Remix.run Logo
abeppu 8 hours ago

In their little algorithm box on Chain Distillation, they have at step 2b some expression that involves multiplying and dividing by `T`, and then they say "where α = 0.5, T = 1.0".

I think someone during the copy-editing process told them this needed to look more complicated?

arjie 5 hours ago | parent | next [-]

tl;dr it makes sense once you see there are hidden softmax in there; it's just the explicit formula written out and then applied with the common param value

Bloody hell, I am so unfamiliar with ML notation:

    L = (1 - α) · CE(M_k(x), y) + α · T² · KL(M_k(x)/T ‖ M_{k-1}(x)/T)
So CE is cross-entropy and KL is Kullback-Leibler, but then division by T is kind of silly there since it falls out of the KL formula.

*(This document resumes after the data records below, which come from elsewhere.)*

//! services/client/src/session/onboarding.rs
//!
//! The first-run tutorial: a fixed, forward-only sequence of steps that never
//! comes back once it has been finished or skipped.

use hermes_core::ports::DurableStorage;
use std::sync::Arc;
use tracing::{info, warn};

/// Storage key for the "tutorial finished" flag.
pub const TUTORIAL_DONE_KEY: &str = "hermes_tutorial_done";

#[derive(Debug, Clone, Copy, PartialEq, Eq)]
pub struct TutorialStep {
    pub title: &'static str,
    pub body: &'static str,
}

pub static TUTORIAL_STEPS: [TutorialStep; 7] = [
    TutorialStep {
        title: "Welcome to Hermes!",
        body: "Hermes is your smart PDF assistant. I will guide you through the main features.",
    },
    TutorialStep {
        title: "Step 1: Upload a PDF",
        body: "Stage a PDF file with `stage <path>` and send it with `upload`. PDFs are processed securely.",
    },
    TutorialStep {
        title: "Step 2: Select a PDF",
        body: "Choose a PDF from your list with `select <n>` to start asking questions about its content.",
    },
    TutorialStep {
        title: "Step 3: Ask Questions",
        body: "Type `ask` followed by your question. Hermes will analyze your PDF and answer.",
    },
    TutorialStep {
        title: "Step 4: View Answers & History",
        body: "Answers appear right away; page through long ones with `next` and `prev`. You can also view and clear your chat history.",
    },
    TutorialStep {
        title: "Step 5: Manage PDFs",
        body: "Delete PDFs you no longer need with `delete <n>`.",
    },
    TutorialStep {
        title: "All Set!",
        body: "You are ready to use Hermes. Enjoy exploring your PDFs with AI!",
    },
];

#[derive(Debug, Clone, Copy, PartialEq, Eq)]
pub enum OnboardingState {
    Active(usize),
    Inactive,
}

pub struct OnboardingSequencer {
    storage: Arc<dyn DurableStorage>,
    state: OnboardingState,
}

impl OnboardingSequencer {
    /// Starts at step 0 unless this installation has already finished the tutorial.
    pub fn start(storage: Arc<dyn DurableStorage>) -> Self {
        let done = match storage.get(TUTORIAL_DONE_KEY) {
            Ok(flag) => flag.is_some(),
            Err(e) => {
                warn!("Could not read the tutorial flag: {}", e);
                false
            }
        };
        let state = if done {
            OnboardingState::Inactive
        } else {
            OnboardingState::Active(0)
        };
        Self { storage, state }
    }

    pub fn state(&self) -> OnboardingState {
        self.state
    }

    pub fn is_active(&self) -> bool {
        matches!(self.state, OnboardingState::Active(_))
    }

    pub fn current(&self) -> Option<(usize, &'static TutorialStep)> {
        match self.state {
            OnboardingState::Active(index) => TUTORIAL_STEPS.get(index).map(|step| (index, step)),
            OnboardingState::Inactive => None,
        }
    }

    /// Moves to the next step, completing the tutorial from the last one.
    pub fn advance(&mut self) -> OnboardingState {
        if let OnboardingState::Active(index) = self.state {
            if index + 1 < TUTORIAL_STEPS.len() {
                self.state = OnboardingState::Active(index + 1);
            } else {
                self.complete();
            }
        }
        self.state
    }

    /// Completes the tutorial from any step.
    pub fn skip(&mut self) -> OnboardingState {
        if self.is_active() {
            self.complete();
        }
        self.state
    }

    fn complete(&mut self) {
        self.state = OnboardingState::Inactive;
        if let Err(e) = self.storage.set(TUTORIAL_DONE_KEY, "1") {
            warn!("Could not persist the tutorial flag: {}", e);
        }
        info!("Tutorial completed");
    }
}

So considering the subject, this is probably the conversion from logits to probabilities as in Hinton's paper https://arxiv.org/pdf/1503.02531

But that means there's a hidden softmax there not specified. Very terse, if so. And then the multiplication makes sense because he says:

> Since the magnitudes of the gradients produced by the soft targets scale as 1/T2 it is important to multiply them by T2 when using both hard and soft targets.

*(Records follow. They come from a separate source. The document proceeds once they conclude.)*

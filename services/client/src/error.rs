//! services/client/src/error.rs
//!
//! Defines the primary error type for the client service.

use crate::config::ConfigError;
use hermes_core::ports::PortError;

/// The primary error type for the `client` service.
#[derive(Debug, thiserror::Error)]
pub enum ClientError {
    /// Represents an error that occurred during configuration loading.
    #[error("Configuration error: {0}")]
    Config(#[from] ConfigError),

    /// Represents an error that propagated up from one of the core service ports.
    #[error("Service Port Error: {0}")]
    Port(#[from] PortError),

    /// Represents a standard Input/Output error (e.g., reading the terminal).
    #[error("IO error: {0}")]
    Io(#[from] std::io::Error),

    /// A catch-all for any other unexpected errors.
    #[error("An unexpected internal error occurred: {0}")]
    Internal(String),
}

I guess to someone familiar with the field they obviously insert the softmax there and the division by T goes inside it but boy is it confusing if you're not familiar (and I am not familiar). Particularly because they're being so explicit about writing out the full loss formula just to set T to 1 in the end. That's all consistent. In writing out the formula for probabilities q_i from logits M_k(x)_i:

    q_i = exp(M_k(x)_i / T) / sum_j exp(M_k(x)_j / T)
Hinton says

> where T is a temperature that is normally set to 1. Using a higher value for T produces a softer probability distribution over classes.

So the real formula is

    L = (1 - α) · CE(softmax(M_k(x)), y) + α · T² · KL(softmax(M_k(x)/T) ‖ softmax(M_{k-1}(x)/T))
And then they're using the usual form of setting T to 1. The reason they specify the full thing is just because that's the standard loss function, and it must be the case that people in this field frequently assume softmaxes where necessary to turn logits into probabilities. In this field this must be such a common operation that writing it out just hurts readability. I would guess one of them reading this would be like "yeah, obviously you softmax, you can't KL a vector of logits".

Good question. I just sort of skipped over that when reading but what you said made me think about it.

sdpmas 8 hours ago | parent | prev [-]

the T stands for tea :)

naruhodo 8 hours ago | parent [-]

Ah, so it's a source of randomness! Presumably 1.0 corresponds to a really hot cup of fresh tea.